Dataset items
::::::::
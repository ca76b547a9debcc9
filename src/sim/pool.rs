//! Fixed-size entity pools and the slime spawn clock
//!
//! Pools are allocated once; entities are reactivated instead of created.

use serde::{Deserialize, Serialize};

use super::arrow::Arrow;
use super::slime::Slime;

/// Anything that can sit unused in a pool
pub trait Pooled {
    fn is_free(&self) -> bool;
}

impl Pooled for Slime {
    fn is_free(&self) -> bool {
        !self.entity.active
    }
}

impl Pooled for Arrow {
    fn is_free(&self) -> bool {
        !self.entity.active
    }
}

/// Index of the first free slot
pub fn first_free<T: Pooled>(pool: &[T]) -> Option<usize> {
    pool.iter().position(Pooled::is_free)
}

/// Slot allocation that never fails: first free slot, otherwise evict
/// slots in round-robin order
#[derive(Debug, Clone, Default)]
pub struct Recycler {
    cursor: usize,
}

impl Recycler {
    pub fn new() -> Self {
        Self { cursor: 0 }
    }

    /// Slot to use next, or `None` for an empty pool
    pub fn acquire<T: Pooled>(&mut self, pool: &[T]) -> Option<usize> {
        if let Some(free) = first_free(pool) {
            return Some(free);
        }
        if pool.is_empty() {
            return None;
        }
        let slot = self.cursor % pool.len();
        self.cursor = (slot + 1) % pool.len();
        log::debug!("Pool full, recycling slot {slot}");
        Some(slot)
    }
}

/// Spawn clock whose interval shrinks as the session goes on
///
/// `next(t)` schedules the following trigger at
/// `t + max(base - t * acceleration, min_interval)`.
#[derive(Debug, Clone, Serialize, Deserialize)]
pub struct SpawnSchedule {
    pub base_interval: f32,
    pub acceleration: f32,
    pub min_interval: f32,
    /// Interval picked by the last `next` call
    pub current_interval: f32,
}

impl SpawnSchedule {
    pub fn new(base_interval: f32, acceleration: f32, min_interval: f32) -> Self {
        Self {
            base_interval,
            acceleration,
            min_interval,
            current_interval: base_interval,
        }
    }

    /// Trigger time following elapsed time `t`
    pub fn next(&mut self, t: f32) -> f32 {
        self.current_interval = (self.base_interval - t * self.acceleration).max(self.min_interval);
        t + self.current_interval
    }
}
::::::::
What is required — Your answer should consist of copies of the lines above that include the string "clock".

Exercise answer —
//! Fixed-size entity pools and the slime spawn clock
/// Spawn clock whose interval shrinks as the session goes on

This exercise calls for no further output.